I write this today because of a conversation last night I had with a very fervent parent claiming that Wifi was bad for children’s organs. Her main point was that some schools in [Europe banned Wifi because of the possible adverse health effects on children](https://www.wirelesseducation.org/1073-2/).

So of course I went and found the research they cited and dug a bit deeper. Ultimately what much of the scare lands on is the [WHO classing Wifi as a Class 2B carcinogen](https://en.wikipedia.org/wiki/List_of_IARC_Group_2B_Agents_-_Possibly_carcinogenic_to_humans). Class 2B items are _possibly_ carcinogenic to humans and includes stuff like:

– Coffee
– Any fermented vegetables (like pickles)
– The foaming agent in most shampoo, bath bombs and soaps
– aloe vera

Now the truth is that there are some things on that list that really aren’t good for you, like gasoline. So there is a wide range of things classed as 2B and just because Wifi is on the list doesn’t mean it’s bad for you at all.

[I think that this is the best summary I found of the research](https://www.ncbi.nlm.nih.gov/pmc/articles/PMC3142790/) which ends with:

> On a serious note, breaking news like the link between cell phone use and cancer made a splash in the media, with little consideration given the fact that the report was a summary of the deliberations of the IARC committee and was not an outcome of any carefully planned study by the IARC. It is not always easy to communicate the intricate details of any study to the public; the philosophical and methodological broodings of an international committee are even less easy to communicate, without causing concern and confusion. In an era when the media looks for material for quick sound bites and sensational news, I believe reports like the one by the IARC must have a ‘media summary,’ just like an executive summary in a complex business report. The purpose of the studies and analyses like the one discussed in this editorial must be communicated clearly to the public, to avoid panic and encourage the public to use caution, and also suggest the limitations of the studies on complex subjects related to human health. The discipline of public health may need to evolve strategies for educating the public in an objective, yet effective manner.

Earlier in that piece it’s also noted that the studies used in the deliberation were for 2G phones so have no bearing on the phones at the time (this was written in 2011 and 3G phones were common then), let alone our 4G phones and the coming 5G phones.

So I guess the truth is, we don’t know at all and any guess past that is totally a guess. If you’re going to guess that Wifi is bad, make sure none of your children eat pickles or use shampoo too. We need more studies on the effects of Wifi and cell signals to be done if we want to be able to draw any conclusions.

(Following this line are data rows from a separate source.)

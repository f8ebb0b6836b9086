//! Net-worth snapshot totals and period-over-period deltas
//!
//! Snapshots are ordered newest-first; a snapshot's change is measured
//! against the immediately following (older) snapshot in that ordering.
//! Deltas are always derived at read time, never stored, so deleting a
//! snapshot simply reflows the next computation.

use serde::Serialize;

use crate::models::{BalanceEntry, Snapshot};

/// Summed balances of one snapshot
#[derive(Debug, Clone, Copy, PartialEq, Serialize)]
pub struct SnapshotTotals {
    pub total_assets: f64,
    pub total_liabilities: f64,
    pub net_worth: f64,
}

/// Elementwise difference of totals between a snapshot and the next-older one
#[derive(Debug, Clone, Copy, PartialEq, Serialize)]
pub struct SnapshotDelta {
    pub assets_change: f64,
    pub liabilities_change: f64,
    pub net_worth_change: f64,
}

impl SnapshotDelta {
    /// Zero counts as improved (neutral-positive)
    pub fn improved(&self) -> bool {
        self.net_worth_change >= 0.0
    }
}

/// A snapshot row as presented in the history view
#[derive(Debug, Clone, Serialize)]
pub struct SnapshotChange {
    #[serde(flatten)]
    pub snapshot: Snapshot,
    pub totals: SnapshotTotals,
    /// None for the oldest snapshot in the list
    pub change: Option<SnapshotDelta>,
    /// None without a comparison, or when the older net worth is zero
    pub percent_change: Option<f64>,
}

fn sum(entries: impl Iterator<Item = BalanceEntry>) -> f64 {
    entries.map(|e| e.amount).sum()
}

pub fn totals(snapshot: &Snapshot) -> SnapshotTotals {
    let total_assets = sum(snapshot.assets.values().copied());
    let total_liabilities = sum(snapshot.liabilities.values().copied());
    SnapshotTotals {
        total_assets,
        total_liabilities,
        net_worth: total_assets - total_liabilities,
    }
}

pub fn delta(newer: &SnapshotTotals, older: &SnapshotTotals) -> SnapshotDelta {
    SnapshotDelta {
        assets_change: newer.total_assets - older.total_assets,
        liabilities_change: newer.total_liabilities - older.total_liabilities,
        net_worth_change: newer.net_worth - older.net_worth,
    }
}

/// Percentage change of net worth against the older snapshot.
///
/// Returns None when the older net worth is exactly zero; the ratio is
/// undefined there and Infinity/NaN must never reach a display.
pub fn percent_change(change: &SnapshotDelta, older: &SnapshotTotals) -> Option<f64> {
    if older.net_worth == 0.0 {
        return None;
    }
    Some((change.net_worth_change / older.net_worth).abs() * 100.0)
}

/// Compute the full history view from a newest-first snapshot list.
pub fn history(snapshots: Vec<Snapshot>) -> Vec<SnapshotChange> {
    let all_totals: Vec<SnapshotTotals> = snapshots.iter().map(totals).collect();
    snapshots
        .into_iter()
        .enumerate()
        .map(|(i, snapshot)| {
            let older = all_totals.get(i + 1);
            let change = older.map(|o| delta(&all_totals[i], o));
            let percent = match (&change, older) {
                (Some(c), Some(o)) => percent_change(c, o),
                _ => None,
            };
            SnapshotChange {
                snapshot,
                totals: all_totals[i],
                change,
                percent_change: percent,
            }
        })
        .collect()
}
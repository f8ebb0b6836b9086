//! System settings handlers
//!
//! Writes validate the value against the key's declared shape, persist it,
//! then reload the session configuration so every subsequent consumer sees
//! the fresh values.

use std::sync::Arc;

use axum::{
    extract::{Path, State},
    Json,
};
use serde::Deserialize;

use crate::{AppError, AppState};
use hearth_core::db::{DEFAULT_CURRENCY, INCLUDED_FUNDS, SURPLUS_FUND, TITHE_PERCENTAGE};
use hearth_core::models::{Currency, IncludedFunds, SettingValueType, SurplusFund};
use hearth_core::SessionConfig;

#[derive(Debug, Deserialize)]
pub struct UpdateSettingRequest {
    pub value: serde_json::Value,
    pub value_type: SettingValueType,
}

/// GET /api/settings - The current session configuration
pub async fn get_settings(State(state): State<Arc<AppState>>) -> Json<SessionConfig> {
    Json(state.session_snapshot())
}

/// PUT /api/settings/:key - Update one recognized setting
pub async fn update_setting(
    State(state): State<Arc<AppState>>,
    Path(key): Path<String>,
    Json(body): Json<UpdateSettingRequest>,
) -> Result<Json<SessionConfig>, AppError> {
    let stored = match key.as_str() {
        TITHE_PERCENTAGE => {
            if body.value_type != SettingValueType::Number {
                return Err(AppError::bad_request("tithe_percentage is a number setting"));
            }
            let value = body
                .value
                .as_f64()
                .ok_or_else(|| AppError::bad_request("tithe_percentage must be a number"))?;
            if !(0.0..=100.0).contains(&value) {
                return Err(AppError::bad_request(
                    "tithe_percentage must be between 0 and 100",
                ));
            }
            value.to_string()
        }
        DEFAULT_CURRENCY => {
            if body.value_type != SettingValueType::String {
                return Err(AppError::bad_request("default_currency is a string setting"));
            }
            let raw = body
                .value
                .as_str()
                .ok_or_else(|| AppError::bad_request("default_currency must be a string"))?;
            let currency: Currency = raw
                .parse()
                .map_err(|e: String| AppError::bad_request(&e))?;
            currency.as_str().to_string()
        }
        SURPLUS_FUND => {
            if body.value_type != SettingValueType::String {
                return Err(AppError::bad_request("surplus_fund is a string setting"));
            }
            let raw = body
                .value
                .as_str()
                .ok_or_else(|| AppError::bad_request("surplus_fund must be a string"))?;
            let surplus: SurplusFund = raw
                .parse()
                .map_err(|e: String| AppError::bad_request(&e))?;
            surplus.as_str().to_string()
        }
        INCLUDED_FUNDS => {
            if body.value_type != SettingValueType::Json {
                return Err(AppError::bad_request("included_funds is a json setting"));
            }
            let flags: IncludedFunds = serde_json::from_value(body.value)
                .map_err(|_| AppError::bad_request("included_funds must map fund groups to booleans"))?;
            serde_json::to_string(&flags)?
        }
        _ => return Err(AppError::bad_request("Unknown setting key")),
    };

    state
        .db
        .update_setting(&key, &stored, body.value_type)
        .map_err(AppError::from_core)?;

    // Explicit reload: consumers read the fresh config, not stale state
    let fresh = state.reload_session()?;
    Ok(Json(fresh))
}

## Some of the stuff I read

– [Wi-Fi is not harming our children](https://www.telegraph.co.uk/women/mother-tongue/11599311/Wi-Fi-is-not-harming-our-chidren-heres-the-evidence.html)
– [Cell phones are as carcinogenic as coffee](https://www.ncbi.nlm.nih.gov/pmc/articles/PMC3142790/)
POSSIBLY CARCINOGENIC TO HUMANS](https://www.iarc.fr/wp-content/uploads/2018/07/pr208_E.pdf)
– [Pooled analysis of case-control studies on malignant brain tumours and the use of mobile and cordless phones including living and deceased subjects](https://www.spandidos-publications.com/10.3892/ijo.2011.947/download)
– [Cellular phone use and brain tumor: a meta-analysis](https://zero.sci-hub.tw/795/adc47693262075e26de0839ec9538e5c/kan2007.pdf)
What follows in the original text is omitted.